#### Exercise goal:
From the entries below, copy out all lines holding "never".

Stored data:
┌──
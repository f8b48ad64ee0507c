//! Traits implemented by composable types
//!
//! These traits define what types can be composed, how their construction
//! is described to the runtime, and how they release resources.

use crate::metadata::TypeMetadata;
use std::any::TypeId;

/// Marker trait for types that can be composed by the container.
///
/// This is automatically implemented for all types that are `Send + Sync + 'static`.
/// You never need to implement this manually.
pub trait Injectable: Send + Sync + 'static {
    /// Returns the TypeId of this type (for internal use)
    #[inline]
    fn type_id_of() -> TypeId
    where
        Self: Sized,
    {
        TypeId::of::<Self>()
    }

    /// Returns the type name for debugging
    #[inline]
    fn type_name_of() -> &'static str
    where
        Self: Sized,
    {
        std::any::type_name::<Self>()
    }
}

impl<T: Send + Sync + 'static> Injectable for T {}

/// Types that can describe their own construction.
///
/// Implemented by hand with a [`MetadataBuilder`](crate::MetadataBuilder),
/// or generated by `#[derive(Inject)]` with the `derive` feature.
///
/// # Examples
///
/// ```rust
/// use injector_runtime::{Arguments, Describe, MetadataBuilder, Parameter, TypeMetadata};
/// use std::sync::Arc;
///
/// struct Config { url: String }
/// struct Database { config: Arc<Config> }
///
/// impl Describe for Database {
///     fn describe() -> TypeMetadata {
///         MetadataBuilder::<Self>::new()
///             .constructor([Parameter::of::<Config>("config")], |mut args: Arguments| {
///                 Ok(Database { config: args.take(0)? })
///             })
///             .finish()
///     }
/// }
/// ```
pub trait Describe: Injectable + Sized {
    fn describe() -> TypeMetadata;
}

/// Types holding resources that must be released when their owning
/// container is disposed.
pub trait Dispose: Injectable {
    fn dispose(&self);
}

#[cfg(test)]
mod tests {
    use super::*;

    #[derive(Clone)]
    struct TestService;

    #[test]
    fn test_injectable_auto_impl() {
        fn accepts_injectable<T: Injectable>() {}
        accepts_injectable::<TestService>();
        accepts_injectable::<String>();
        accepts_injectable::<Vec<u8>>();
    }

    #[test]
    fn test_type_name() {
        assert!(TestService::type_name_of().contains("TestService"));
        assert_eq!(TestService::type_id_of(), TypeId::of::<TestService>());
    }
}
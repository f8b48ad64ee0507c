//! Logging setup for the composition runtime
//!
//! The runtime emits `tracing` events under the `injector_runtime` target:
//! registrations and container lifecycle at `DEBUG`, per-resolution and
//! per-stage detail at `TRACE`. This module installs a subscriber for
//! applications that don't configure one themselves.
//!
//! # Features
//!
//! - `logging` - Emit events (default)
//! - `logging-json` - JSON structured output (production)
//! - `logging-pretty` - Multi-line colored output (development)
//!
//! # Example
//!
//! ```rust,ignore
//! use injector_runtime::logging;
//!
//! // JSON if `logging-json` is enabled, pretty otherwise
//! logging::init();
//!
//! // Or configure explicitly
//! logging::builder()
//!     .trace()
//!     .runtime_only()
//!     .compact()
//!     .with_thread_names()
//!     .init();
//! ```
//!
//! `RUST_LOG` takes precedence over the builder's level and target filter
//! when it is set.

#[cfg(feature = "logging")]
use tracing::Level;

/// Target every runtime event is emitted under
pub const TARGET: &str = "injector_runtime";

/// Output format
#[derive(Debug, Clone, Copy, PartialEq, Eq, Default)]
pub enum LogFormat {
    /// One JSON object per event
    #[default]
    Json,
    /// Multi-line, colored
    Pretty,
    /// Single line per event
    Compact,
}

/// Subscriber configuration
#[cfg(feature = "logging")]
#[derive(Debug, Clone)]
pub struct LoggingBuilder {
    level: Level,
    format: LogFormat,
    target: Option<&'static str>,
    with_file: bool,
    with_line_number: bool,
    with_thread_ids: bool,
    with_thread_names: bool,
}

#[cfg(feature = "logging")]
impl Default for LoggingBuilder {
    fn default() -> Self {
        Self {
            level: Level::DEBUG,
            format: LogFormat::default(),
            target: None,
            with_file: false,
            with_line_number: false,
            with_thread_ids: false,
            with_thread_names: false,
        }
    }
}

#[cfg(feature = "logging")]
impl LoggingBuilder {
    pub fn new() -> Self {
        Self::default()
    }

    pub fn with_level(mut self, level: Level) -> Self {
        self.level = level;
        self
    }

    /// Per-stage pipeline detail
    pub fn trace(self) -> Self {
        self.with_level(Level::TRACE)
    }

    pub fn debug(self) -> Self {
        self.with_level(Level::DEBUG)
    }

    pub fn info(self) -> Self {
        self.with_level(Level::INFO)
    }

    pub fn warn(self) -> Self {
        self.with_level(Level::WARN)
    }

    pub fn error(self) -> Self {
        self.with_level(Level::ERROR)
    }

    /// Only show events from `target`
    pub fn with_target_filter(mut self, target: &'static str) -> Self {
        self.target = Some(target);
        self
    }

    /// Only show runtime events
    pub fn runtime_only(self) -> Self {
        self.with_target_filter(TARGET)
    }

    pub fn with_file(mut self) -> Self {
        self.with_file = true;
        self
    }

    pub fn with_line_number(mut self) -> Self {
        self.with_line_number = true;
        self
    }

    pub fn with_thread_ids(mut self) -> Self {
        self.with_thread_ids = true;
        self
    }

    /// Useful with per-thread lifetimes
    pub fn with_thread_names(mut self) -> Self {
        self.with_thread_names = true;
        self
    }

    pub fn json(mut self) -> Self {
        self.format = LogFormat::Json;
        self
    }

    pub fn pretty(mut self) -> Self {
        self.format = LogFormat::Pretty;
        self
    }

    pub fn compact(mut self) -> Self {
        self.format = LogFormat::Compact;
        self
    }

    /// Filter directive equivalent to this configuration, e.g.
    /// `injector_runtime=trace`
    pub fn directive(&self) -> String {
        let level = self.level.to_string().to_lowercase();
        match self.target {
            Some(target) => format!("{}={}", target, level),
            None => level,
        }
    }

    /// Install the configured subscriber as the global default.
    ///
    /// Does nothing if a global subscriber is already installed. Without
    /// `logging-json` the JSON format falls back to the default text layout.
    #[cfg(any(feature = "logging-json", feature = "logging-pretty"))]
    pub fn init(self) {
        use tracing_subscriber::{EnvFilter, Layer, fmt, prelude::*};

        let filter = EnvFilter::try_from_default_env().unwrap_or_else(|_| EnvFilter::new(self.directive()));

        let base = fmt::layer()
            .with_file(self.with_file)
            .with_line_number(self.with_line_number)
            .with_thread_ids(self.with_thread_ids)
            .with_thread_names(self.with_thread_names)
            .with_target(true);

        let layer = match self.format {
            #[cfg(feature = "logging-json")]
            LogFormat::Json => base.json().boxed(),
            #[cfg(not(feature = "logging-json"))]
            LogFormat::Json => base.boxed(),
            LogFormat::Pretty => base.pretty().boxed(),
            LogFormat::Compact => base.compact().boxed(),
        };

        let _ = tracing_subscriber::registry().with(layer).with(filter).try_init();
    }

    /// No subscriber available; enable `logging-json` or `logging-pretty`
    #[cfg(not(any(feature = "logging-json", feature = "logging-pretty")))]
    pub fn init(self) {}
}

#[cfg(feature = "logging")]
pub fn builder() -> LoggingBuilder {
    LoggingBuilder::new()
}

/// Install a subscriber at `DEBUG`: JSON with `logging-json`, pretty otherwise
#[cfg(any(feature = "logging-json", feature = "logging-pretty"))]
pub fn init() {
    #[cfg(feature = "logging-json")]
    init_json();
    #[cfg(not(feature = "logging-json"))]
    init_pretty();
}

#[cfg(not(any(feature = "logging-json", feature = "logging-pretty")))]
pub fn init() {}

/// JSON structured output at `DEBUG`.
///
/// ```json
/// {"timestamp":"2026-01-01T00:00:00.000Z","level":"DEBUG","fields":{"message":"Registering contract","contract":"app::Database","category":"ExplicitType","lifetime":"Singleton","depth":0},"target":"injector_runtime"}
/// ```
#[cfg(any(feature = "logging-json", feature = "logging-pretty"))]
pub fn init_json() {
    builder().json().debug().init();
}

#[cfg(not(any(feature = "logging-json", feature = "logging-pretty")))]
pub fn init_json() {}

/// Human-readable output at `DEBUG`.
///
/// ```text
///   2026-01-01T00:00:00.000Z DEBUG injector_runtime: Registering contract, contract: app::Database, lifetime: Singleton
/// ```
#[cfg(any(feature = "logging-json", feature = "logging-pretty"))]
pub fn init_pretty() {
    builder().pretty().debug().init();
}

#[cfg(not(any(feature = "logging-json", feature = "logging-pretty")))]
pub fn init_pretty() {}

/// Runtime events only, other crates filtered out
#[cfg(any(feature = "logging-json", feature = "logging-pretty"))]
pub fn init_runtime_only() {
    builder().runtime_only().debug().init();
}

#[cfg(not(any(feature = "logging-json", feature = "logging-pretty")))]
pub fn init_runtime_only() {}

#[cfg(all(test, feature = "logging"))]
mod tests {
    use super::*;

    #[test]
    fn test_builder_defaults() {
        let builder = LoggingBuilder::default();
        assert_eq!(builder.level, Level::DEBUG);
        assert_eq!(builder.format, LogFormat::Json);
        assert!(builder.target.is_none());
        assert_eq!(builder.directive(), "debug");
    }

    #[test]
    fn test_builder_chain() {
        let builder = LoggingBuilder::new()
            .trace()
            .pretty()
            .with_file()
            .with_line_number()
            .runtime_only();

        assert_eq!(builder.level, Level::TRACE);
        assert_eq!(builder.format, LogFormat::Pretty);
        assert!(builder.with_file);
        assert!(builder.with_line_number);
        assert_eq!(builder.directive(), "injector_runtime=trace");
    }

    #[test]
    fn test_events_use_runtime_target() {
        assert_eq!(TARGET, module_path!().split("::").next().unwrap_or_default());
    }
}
└──
┌──
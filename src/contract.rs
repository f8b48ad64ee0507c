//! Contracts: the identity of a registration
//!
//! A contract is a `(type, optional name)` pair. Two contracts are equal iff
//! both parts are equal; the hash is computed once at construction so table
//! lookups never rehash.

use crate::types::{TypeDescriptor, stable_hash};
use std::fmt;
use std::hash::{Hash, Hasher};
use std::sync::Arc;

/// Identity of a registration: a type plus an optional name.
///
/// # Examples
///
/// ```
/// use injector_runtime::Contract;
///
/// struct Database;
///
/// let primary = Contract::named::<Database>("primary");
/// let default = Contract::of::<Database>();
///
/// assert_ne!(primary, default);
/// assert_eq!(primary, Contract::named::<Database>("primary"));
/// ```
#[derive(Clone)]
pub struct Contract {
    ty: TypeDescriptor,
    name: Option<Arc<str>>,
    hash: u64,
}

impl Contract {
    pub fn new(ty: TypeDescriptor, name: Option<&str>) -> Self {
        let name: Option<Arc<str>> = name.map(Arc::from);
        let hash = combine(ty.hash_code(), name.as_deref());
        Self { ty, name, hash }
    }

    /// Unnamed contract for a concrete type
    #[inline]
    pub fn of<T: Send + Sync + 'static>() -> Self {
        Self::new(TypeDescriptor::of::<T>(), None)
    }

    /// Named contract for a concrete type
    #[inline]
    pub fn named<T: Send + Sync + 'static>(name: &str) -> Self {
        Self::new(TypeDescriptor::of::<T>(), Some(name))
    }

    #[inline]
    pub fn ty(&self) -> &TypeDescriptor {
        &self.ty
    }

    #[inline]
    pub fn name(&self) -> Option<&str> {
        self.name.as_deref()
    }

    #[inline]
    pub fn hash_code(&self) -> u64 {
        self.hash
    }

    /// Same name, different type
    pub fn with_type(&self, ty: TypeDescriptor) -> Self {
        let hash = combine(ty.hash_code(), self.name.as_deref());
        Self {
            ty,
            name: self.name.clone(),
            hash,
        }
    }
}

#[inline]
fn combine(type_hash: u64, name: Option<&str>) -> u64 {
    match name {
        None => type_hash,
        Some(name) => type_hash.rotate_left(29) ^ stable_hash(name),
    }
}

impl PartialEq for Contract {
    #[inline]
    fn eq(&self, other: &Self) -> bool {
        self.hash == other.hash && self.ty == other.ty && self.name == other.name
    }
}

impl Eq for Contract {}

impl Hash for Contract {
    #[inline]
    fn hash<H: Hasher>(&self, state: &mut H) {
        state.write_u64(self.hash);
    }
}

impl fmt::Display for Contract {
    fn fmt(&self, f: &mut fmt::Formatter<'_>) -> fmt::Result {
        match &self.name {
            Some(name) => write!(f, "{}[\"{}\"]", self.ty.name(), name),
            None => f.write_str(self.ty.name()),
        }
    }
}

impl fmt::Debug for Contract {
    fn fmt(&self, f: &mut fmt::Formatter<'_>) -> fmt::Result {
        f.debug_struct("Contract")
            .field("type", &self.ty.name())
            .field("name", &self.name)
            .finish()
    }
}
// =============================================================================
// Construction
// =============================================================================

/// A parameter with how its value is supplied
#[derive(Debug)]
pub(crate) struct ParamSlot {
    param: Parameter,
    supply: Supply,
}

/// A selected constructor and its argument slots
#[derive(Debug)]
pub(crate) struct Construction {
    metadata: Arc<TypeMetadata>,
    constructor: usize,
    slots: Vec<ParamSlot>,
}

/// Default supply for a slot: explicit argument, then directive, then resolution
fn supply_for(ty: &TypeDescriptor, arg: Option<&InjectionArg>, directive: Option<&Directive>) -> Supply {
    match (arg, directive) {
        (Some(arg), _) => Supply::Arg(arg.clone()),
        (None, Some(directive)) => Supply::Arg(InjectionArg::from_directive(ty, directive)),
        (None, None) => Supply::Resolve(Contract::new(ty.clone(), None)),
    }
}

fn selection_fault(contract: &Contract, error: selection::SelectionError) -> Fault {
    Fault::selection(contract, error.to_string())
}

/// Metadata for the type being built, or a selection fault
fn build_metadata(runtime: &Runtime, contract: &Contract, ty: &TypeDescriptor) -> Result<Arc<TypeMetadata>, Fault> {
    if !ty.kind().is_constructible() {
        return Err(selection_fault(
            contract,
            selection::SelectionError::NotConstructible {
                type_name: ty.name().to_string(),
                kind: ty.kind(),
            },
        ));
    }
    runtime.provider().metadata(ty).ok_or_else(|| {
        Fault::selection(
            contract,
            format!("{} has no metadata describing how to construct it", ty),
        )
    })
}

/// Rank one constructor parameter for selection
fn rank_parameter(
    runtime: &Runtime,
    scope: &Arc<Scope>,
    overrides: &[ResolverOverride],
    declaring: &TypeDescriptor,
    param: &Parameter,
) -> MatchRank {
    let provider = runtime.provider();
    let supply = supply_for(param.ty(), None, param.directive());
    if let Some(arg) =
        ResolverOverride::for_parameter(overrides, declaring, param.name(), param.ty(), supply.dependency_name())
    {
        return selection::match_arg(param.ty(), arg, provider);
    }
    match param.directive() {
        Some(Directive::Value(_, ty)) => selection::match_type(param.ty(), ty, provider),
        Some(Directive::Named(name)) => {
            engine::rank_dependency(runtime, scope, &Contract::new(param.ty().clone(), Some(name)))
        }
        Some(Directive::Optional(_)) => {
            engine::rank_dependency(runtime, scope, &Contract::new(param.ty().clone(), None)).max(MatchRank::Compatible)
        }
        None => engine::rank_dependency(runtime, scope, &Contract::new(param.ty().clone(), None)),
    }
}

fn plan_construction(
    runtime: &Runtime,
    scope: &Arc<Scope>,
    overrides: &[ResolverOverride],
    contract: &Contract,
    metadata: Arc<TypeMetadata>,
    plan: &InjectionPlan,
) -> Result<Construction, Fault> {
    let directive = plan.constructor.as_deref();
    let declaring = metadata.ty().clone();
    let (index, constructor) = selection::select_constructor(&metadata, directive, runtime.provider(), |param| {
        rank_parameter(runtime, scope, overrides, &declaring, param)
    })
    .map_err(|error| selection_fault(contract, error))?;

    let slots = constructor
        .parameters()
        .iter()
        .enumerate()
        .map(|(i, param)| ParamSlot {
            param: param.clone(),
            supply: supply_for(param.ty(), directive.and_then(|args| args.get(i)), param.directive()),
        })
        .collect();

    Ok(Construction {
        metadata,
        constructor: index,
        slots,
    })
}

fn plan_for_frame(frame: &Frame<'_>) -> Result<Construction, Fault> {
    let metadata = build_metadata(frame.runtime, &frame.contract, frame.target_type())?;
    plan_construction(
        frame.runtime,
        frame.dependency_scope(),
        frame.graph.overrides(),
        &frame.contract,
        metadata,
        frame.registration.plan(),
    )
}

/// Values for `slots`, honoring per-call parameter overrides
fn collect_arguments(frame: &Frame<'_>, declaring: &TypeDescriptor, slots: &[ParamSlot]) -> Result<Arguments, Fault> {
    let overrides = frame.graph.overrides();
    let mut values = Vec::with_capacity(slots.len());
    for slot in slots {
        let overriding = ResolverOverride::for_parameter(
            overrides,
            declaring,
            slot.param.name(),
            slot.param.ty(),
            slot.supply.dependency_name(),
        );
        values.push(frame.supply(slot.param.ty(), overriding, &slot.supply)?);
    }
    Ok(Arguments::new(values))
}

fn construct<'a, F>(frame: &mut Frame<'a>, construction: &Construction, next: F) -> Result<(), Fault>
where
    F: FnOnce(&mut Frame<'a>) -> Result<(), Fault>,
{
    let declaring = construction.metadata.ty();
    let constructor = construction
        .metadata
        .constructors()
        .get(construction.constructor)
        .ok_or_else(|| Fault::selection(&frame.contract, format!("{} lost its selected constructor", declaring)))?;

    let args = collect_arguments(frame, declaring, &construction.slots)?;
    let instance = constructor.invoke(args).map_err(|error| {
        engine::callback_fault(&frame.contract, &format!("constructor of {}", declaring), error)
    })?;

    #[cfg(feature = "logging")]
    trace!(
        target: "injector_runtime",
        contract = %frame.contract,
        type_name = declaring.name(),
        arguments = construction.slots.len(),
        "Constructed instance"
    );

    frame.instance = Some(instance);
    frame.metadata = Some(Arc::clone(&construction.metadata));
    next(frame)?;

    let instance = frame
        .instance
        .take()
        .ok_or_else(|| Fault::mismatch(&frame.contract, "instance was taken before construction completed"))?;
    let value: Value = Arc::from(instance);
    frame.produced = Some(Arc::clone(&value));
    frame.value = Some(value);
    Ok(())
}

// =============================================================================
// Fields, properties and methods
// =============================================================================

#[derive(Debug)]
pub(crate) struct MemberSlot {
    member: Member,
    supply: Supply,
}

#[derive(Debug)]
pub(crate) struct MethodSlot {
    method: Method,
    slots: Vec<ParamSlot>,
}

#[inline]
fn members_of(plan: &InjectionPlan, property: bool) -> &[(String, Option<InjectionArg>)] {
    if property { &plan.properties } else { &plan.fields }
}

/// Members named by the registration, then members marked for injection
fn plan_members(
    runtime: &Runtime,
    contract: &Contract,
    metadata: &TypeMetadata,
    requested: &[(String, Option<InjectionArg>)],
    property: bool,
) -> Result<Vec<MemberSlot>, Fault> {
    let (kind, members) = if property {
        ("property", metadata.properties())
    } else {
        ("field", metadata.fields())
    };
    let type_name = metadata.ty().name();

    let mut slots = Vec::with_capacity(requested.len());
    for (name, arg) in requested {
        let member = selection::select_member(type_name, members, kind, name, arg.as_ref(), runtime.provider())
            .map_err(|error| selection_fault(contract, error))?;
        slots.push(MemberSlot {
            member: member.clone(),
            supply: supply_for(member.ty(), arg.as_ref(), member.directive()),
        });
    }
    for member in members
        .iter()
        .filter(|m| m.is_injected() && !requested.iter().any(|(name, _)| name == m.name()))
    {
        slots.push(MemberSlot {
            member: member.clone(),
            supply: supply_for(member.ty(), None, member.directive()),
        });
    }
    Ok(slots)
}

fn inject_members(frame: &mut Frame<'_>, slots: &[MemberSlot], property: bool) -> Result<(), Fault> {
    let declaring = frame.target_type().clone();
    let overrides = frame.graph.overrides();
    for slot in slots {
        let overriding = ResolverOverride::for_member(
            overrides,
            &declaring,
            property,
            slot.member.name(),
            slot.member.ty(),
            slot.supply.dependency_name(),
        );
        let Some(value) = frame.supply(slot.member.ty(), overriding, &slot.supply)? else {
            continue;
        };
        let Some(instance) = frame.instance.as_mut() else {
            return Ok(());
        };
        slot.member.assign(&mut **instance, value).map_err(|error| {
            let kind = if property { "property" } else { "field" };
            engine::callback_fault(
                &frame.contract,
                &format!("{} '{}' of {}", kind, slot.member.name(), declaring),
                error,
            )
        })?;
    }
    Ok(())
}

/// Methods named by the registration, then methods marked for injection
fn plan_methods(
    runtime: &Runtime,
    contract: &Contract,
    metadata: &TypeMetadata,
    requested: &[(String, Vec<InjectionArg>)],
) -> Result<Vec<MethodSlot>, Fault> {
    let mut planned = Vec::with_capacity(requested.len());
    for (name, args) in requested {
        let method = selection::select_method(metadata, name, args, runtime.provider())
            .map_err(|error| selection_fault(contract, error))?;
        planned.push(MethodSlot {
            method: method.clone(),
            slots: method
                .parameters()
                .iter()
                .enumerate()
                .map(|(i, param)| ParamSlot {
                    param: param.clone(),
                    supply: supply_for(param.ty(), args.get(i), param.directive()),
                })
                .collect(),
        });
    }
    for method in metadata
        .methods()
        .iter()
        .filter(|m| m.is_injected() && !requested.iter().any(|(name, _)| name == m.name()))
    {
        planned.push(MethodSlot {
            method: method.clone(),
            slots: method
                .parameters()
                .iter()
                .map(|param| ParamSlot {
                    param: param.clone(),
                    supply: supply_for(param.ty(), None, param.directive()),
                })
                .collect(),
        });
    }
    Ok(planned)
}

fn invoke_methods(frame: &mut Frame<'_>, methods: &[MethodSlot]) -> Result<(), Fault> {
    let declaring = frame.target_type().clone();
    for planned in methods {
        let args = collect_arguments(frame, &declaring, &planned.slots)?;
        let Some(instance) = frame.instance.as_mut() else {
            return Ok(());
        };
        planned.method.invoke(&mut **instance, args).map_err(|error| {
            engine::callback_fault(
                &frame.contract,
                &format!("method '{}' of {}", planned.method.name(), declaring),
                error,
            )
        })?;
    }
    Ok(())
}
└──
#### Exercise result:
/// You never need to implement this manually.
//! lookups never rehash.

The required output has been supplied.